Required work — The lines of the records that include "MetricFrame" should all be copied.

(Stored data)
<<<<
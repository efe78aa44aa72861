//! Chunked metric retrieval through a pluggable source.

use crate::config::FetchConfig;
use crate::core::{MetricFrame, TimeSeries};
use crate::error::{MetricsError, Result};
use crate::fetch::plan::{parse_date, parse_interval, plan_chunks, DateChunk};
use chrono::NaiveDate;
use tracing::{debug, trace, warn};

/// What to fetch: a metric for an asset at a sampling interval.
#[derive(Debug, Clone, PartialEq, Eq)]
pub struct MetricQuery {
    pub metric: String,
    pub asset: String,
    pub interval: String,
}

impl MetricQuery {
    pub fn new(
        metric: impl Into<String>,
        asset: impl Into<String>,
        interval: impl Into<String>,
    ) -> Self {
        Self {
            metric: metric.into(),
            asset: asset.into(),
            interval: interval.into(),
        }
    }

    /// `metric/asset` identifier.
    pub fn slug(&self) -> String {
        format!("{}/{}", self.metric, self.asset)
    }
}

/// A remote (or local) provider of metric data for one date chunk.
///
/// Implementations return the observations whose dates fall inside the
/// chunk, in ascending time order.
pub trait MetricSource {
    fn fetch_chunk(&self, query: &MetricQuery, chunk: &DateChunk) -> Result<TimeSeries>;
}

impl<F> MetricSource for F
where
    F: Fn(&MetricQuery, &DateChunk) -> Result<TimeSeries>,
{
    fn fetch_chunk(&self, query: &MetricQuery, chunk: &DateChunk) -> Result<TimeSeries> {
        self(query, chunk)
    }
}

/// Splits long date ranges into chunks and stitches the results together.
#[derive(Debug, Clone)]
pub struct MetricFetcher<S> {
    source: S,
    config: FetchConfig,
}

impl<S: MetricSource> MetricFetcher<S> {
    /// Create a fetcher with default chunking.
    pub fn new(source: S) -> Self {
        Self {
            source,
            config: FetchConfig::default(),
        }
    }

    pub fn with_config(source: S, config: FetchConfig) -> Result<Self> {
        config.validate()?;
        Ok(Self { source, config })
    }

    pub fn config(&self) -> &FetchConfig {
        &self.config
    }

    /// Fetch `query` over the inclusive range `[start, end]`.
    ///
    /// Chunks are requested in chronological order. The first failing chunk
    /// aborts the whole fetch. When the combined series is evenly spaced at
    /// the query interval, that interval is recorded as its frequency.
    pub fn fetch(
        &self,
        query: &MetricQuery,
        start: NaiveDate,
        end: NaiveDate,
    ) -> Result<TimeSeries> {
        let step = parse_interval(&query.interval)?;
        let chunks = plan_chunks(start, end, self.config.chunk_days)?;
        let slug = query.slug();

        debug!(
            slug = %slug,
            %start,
            %end,
            chunks = chunks.len(),
            "fetching metric"
        );

        let mut series = TimeSeries::empty();
        for chunk in &chunks {
            debug!(slug = %slug, chunk = %chunk, "requesting chunk");

            let part = self
                .source
                .fetch_chunk(query, chunk)
                .map_err(|e| chunk_error(chunk, e))?;

            if part.is_empty() {
                warn!(slug = %slug, chunk = %chunk, "chunk returned no rows");
            }
            trace!(slug = %slug, chunk = %chunk, rows = part.len(), "chunk received");

            series.append(part)?;
        }

        series.set_name(slug);
        series.set_metadata("metric", query.metric.clone());
        series.set_metadata("asset", query.asset.clone());
        series.set_metadata("interval", query.interval.clone());

        if series.len() >= 2 && series.is_regular(step) {
            series.set_frequency(step)?;
        }

        Ok(series)
    }

    /// [`fetch`](Self::fetch) with `YYYY-MM-DD` date strings.
    pub fn fetch_between(&self, query: &MetricQuery, start: &str, end: &str) -> Result<TimeSeries> {
        self.fetch(query, parse_date(start)?, parse_date(end)?)
    }

    /// Fetch several queries into a frame keyed by metric name.
    ///
    /// Metric names must be unique across `queries`. The check runs before
    /// any chunk is requested.
    pub fn fetch_frame(
        &self,
        queries: &[MetricQuery],
        start: NaiveDate,
        end: NaiveDate,
    ) -> Result<MetricFrame> {
        for (i, query) in queries.iter().enumerate() {
            if queries[..i].iter().any(|q| q.metric == query.metric) {
                return Err(MetricsError::InvalidParameter(format!(
                    "metric '{}' requested more than once ({})",
                    query.metric,
                    query.slug()
                )));
            }
        }

        let mut frame = MetricFrame::new();
        for query in queries {
            let series = self.fetch(query, start, end)?;
            frame.insert(query.metric.clone(), series);
        }
        Ok(frame)
    }
}

fn chunk_error(chunk: &DateChunk, err: MetricsError) -> MetricsError {
    match err {
        MetricsError::Fetch { .. } => err,
        other => MetricsError::Fetch {
            chunk: chunk.to_string(),
            reason: other.to_string(),
        },
    }
}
>>>>
Your solution —
use crate::core::{MetricFrame, TimeSeries};
    ) -> Result<MetricFrame> {
        let mut frame = MetricFrame::new();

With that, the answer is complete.